REQUIREMENT: Every line in the listing is to be echoed verbatim.

────────

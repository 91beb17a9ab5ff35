//! Web API module for bucketsort.
//!
//! A small JSON API over the image library, consumed by the drag-and-drop
//! browser client.

pub mod dto;
pub mod error;
pub mod handlers;
pub mod middleware;
pub mod openapi;
pub mod router;
pub mod server;

pub use error::ApiError;
pub use router::create_router;
pub use server::WebServer;
//! Web server for bucketsort.

use std::net::SocketAddr;
use std::sync::Arc;

use axum::Router;
use tokio::net::TcpListener;
use tower_http::compression::CompressionLayer;

use crate::config::{Config, WebConfig};
use crate::{BucketError, Result};

use super::handlers::AppState;
use super::router::create_router;

/// Web server for the API.
pub struct WebServer {
    /// Server address.
    addr: SocketAddr,
    /// Application state.
    app_state: Arc<AppState>,
    /// Web configuration.
    web_config: WebConfig,
}

impl WebServer {
    /// Create a new web server.
    pub fn new(config: &Config) -> Result<Self> {
        let addr = format!("{}:{}", config.server.host, config.server.port)
            .parse::<SocketAddr>()
            .map_err(|e| {
                BucketError::Config(format!(
                    "invalid listen address {}:{}: {e}",
                    config.server.host, config.server.port
                ))
            })?;

        let app_state = AppState::new(config.library.root.clone(), config.library.limits());

        Ok(Self {
            addr,
            app_state: Arc::new(app_state),
            web_config: config.web.clone(),
        })
    }

    /// Get the server address.
    pub fn addr(&self) -> SocketAddr {
        self.addr
    }

    fn into_router(self) -> Router {
        create_router(self.app_state, &self.web_config).layer(CompressionLayer::new())
    }

    /// Run the web server until Ctrl-C.
    pub async fn run(self) -> std::result::Result<(), std::io::Error> {
        let listener = TcpListener::bind(self.addr).await?;
        let local_addr = listener.local_addr()?;
        let router = self.into_router();

        tracing::info!("Web server listening on http://{}", local_addr);

        axum::serve(listener, router)
            .with_graceful_shutdown(shutdown_signal())
            .await
    }

    /// Run the server in the background and return the actual bound address.
    ///
    /// This is useful for testing when binding to port 0.
    pub async fn run_with_addr(self) -> std::result::Result<SocketAddr, std::io::Error> {
        let listener = TcpListener::bind(self.addr).await?;
        let local_addr = listener.local_addr()?;
        let router = self.into_router();

        tracing::info!("Web server listening on http://{}", local_addr);

        tokio::spawn(async move {
            if let Err(e) = axum::serve(listener, router).await {
                tracing::error!("Web server error: {}", e);
            }
        });

        Ok(local_addr)
    }
}

async fn shutdown_signal() {
    if let Err(e) = tokio::signal::ctrl_c().await {
        tracing::error!("Failed to listen for shutdown signal: {}", e);
        std::future::pending::<()>().await;
    }
    tracing::info!("Shutting down");
}

#[cfg(test)]
mod tests {
    use super::*;
    use tokio::io::{AsyncReadExt, AsyncWriteExt};
    use tokio::net::TcpStream;

    fn create_test_config() -> Config {
        let mut config = Config::default();
        config.server.host = "127.0.0.1".to_string();
        config.server.port = 0; // Use random port
        config
    }

    #[test]
    fn test_web_server_new() {
        let server = WebServer::new(&create_test_config()).unwrap();
        assert_eq!(server.addr().ip().to_string(), "127.0.0.1");
    }

    #[test]
    fn test_web_server_invalid_host() {
        let mut config = create_test_config();
        config.server.host = "not a host".to_string();

        assert!(matches!(
            WebServer::new(&config),
            Err(BucketError::Config(_))
        ));
    }

    #[tokio::test]
    async fn test_web_server_run() {
        let server = WebServer::new(&create_test_config()).unwrap();
        let addr = server.run_with_addr().await.unwrap();

        let mut stream = TcpStream::connect(addr).await.unwrap();
        stream
            .write_all(b"GET /api/health HTTP/1.1\r\nHost: localhost\r\nConnection: close\r\n\r\n")
            .await
            .unwrap();

        let mut response = String::new();
        stream.read_to_string(&mut response).await.unwrap();

        // Body may arrive chunked once compression is layered on.
        assert!(response.starts_with("HTTP/1.1 200 OK"));
        assert!(response.contains(r#"{"ok":true}"#));
    }
}
//! Request DTOs for Web API.

use serde::Deserialize;
use utoipa::{IntoParams, ToSchema};

/// Move request.
#[derive(Debug, Deserialize, ToSchema)]
#[serde(rename_all = "camelCase")]
pub struct MoveRequest {
    /// Name of a loose image in the root folder.
    pub image_name: String,
    /// Destination bucket name.
    pub bucket_name: String,
}

/// Query for fetching a single image.
#[derive(Debug, Deserialize, IntoParams)]
#[into_params(parameter_in = Query)]
pub struct ImageQuery {
    /// Image file name.
    pub name: String,
}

────────

WRITTEN ANSWER:
repository 91beb17a9ab5ff35
//! Web API module for bucketsort.
//!
//! A small JSON API over the image library, consumed by the drag-and-drop
//! browser client.

pub mod dto;
pub mod error;
pub mod handlers;
pub mod middleware;
pub mod openapi;
pub mod router;
pub mod server;

pub use error::ApiError;
pub use router::create_router;
pub use server::WebServer;
//! Web server for bucketsort.

use std::net::SocketAddr;
use std::sync::Arc;

use axum::Router;
use tokio::net::TcpListener;
use tower_http::compression::CompressionLayer;

use crate::config::{Config, WebConfig};
use crate::{BucketError, Result};

use super::handlers::AppState;
use super::router::create_router;

/// Web server for the API.
pub struct WebServer {
    /// Server address.
    addr: SocketAddr,
    /// Application state.
    app_state: Arc<AppState>,
    /// Web configuration.
    web_config: WebConfig,
}

impl WebServer {
    /// Create a new web server.
    pub fn new(config: &Config) -> Result<Self> {
        let addr = format!("{}:{}", config.server.host, config.server.port)
            .parse::<SocketAddr>()
            .map_err(|e| {
                BucketError::Config(format!(
                    "invalid listen address {}:{}: {e}",
                    config.server.host, config.server.port
                ))
            })?;

        let app_state = AppState::new(config.library.root.clone(), config.library.limits());

        Ok(Self {
            addr,
            app_state: Arc::new(app_state),
            web_config: config.web.clone(),
        })
    }

    /// Get the server address.
    pub fn addr(&self) -> SocketAddr {
        self.addr
    }

    fn into_router(self) -> Router {
        create_router(self.app_state, &self.web_config).layer(CompressionLayer::new())
    }

    /// Run the web server until Ctrl-C.
    pub async fn run(self) -> std::result::Result<(), std::io::Error> {
        let listener = TcpListener::bind(self.addr).await?;
        let local_addr = listener.local_addr()?;
        let router = self.into_router();

        tracing::info!("Web server listening on http://{}", local_addr);

        axum::serve(listener, router)
            .with_graceful_shutdown(shutdown_signal())
            .await
    }

    /// Run the server in the background and return the actual bound address.
    ///
    /// This is useful for testing when binding to port 0.
    pub async fn run_with_addr(self) -> std::result::Result<SocketAddr, std::io::Error> {
        let listener = TcpListener::bind(self.addr).await?;
        let local_addr = listener.local_addr()?;
        let router = self.into_router();

        tracing::info!("Web server listening on http://{}", local_addr);

        tokio::spawn(async move {
            if let Err(e) = axum::serve(listener, router).await {
                tracing::error!("Web server error: {}", e);
            }
        });

        Ok(local_addr)
    }
}

async fn shutdown_signal() {
    if let Err(e) = tokio::signal::ctrl_c().await {
        tracing::error!("Failed to listen for shutdown signal: {}", e);
        std::future::pending::<()>().await;
    }
    tracing::info!("Shutting down");
}

#[cfg(test)]
mod tests {
    use super::*;
    use tokio::io::{AsyncReadExt, AsyncWriteExt};
    use tokio::net::TcpStream;

    fn create_test_config() -> Config {
        let mut config = Config::default();
        config.server.host = "127.0.0.1".to_string();
        config.server.port = 0; // Use random port
        config
    }

    #[test]
    fn test_web_server_new() {
        let server = WebServer::new(&create_test_config()).unwrap();
        assert_eq!(server.addr().ip().to_string(), "127.0.0.1");
    }

    #[test]
    fn test_web_server_invalid_host() {
        let mut config = create_test_config();
        config.server.host = "not a host".to_string();

        assert!(matches!(
            WebServer::new(&config),
            Err(BucketError::Config(_))
        ));
    }

    #[tokio::test]
    async fn test_web_server_run() {
        let server = WebServer::new(&create_test_config()).unwrap();
        let addr = server.run_with_addr().await.unwrap();

        let mut stream = TcpStream::connect(addr).await.unwrap();
        stream
            .write_all(b"GET /api/health HTTP/1.1\r\nHost: localhost\r\nConnection: close\r\n\r\n")
            .await
            .unwrap();

        let mut response = String::new();
        stream.read_to_string(&mut response).await.unwrap();

        // Body may arrive chunked once compression is layered on.
        assert!(response.starts_with("HTTP/1.1 200 OK"));
        assert!(response.contains(r#"{"ok":true}"#));
    }
}
//! Request DTOs for Web API.

use serde::Deserialize;
use utoipa::{IntoParams, ToSchema};

/// Move request.
#[derive(Debug, Deserialize, ToSchema)]
#[serde(rename_all = "camelCase")]
pub struct MoveRequest {
    /// Name of a loose image in the root folder.
    pub image_name: String,
    /// Destination bucket name.
    pub bucket_name: String,
}

/// Query for fetching a single image.
#[derive(Debug, Deserialize, IntoParams)]
#[into_params(parameter_in = Query)]
pub struct ImageQuery {
    /// Image file name.
    pub name: String,
}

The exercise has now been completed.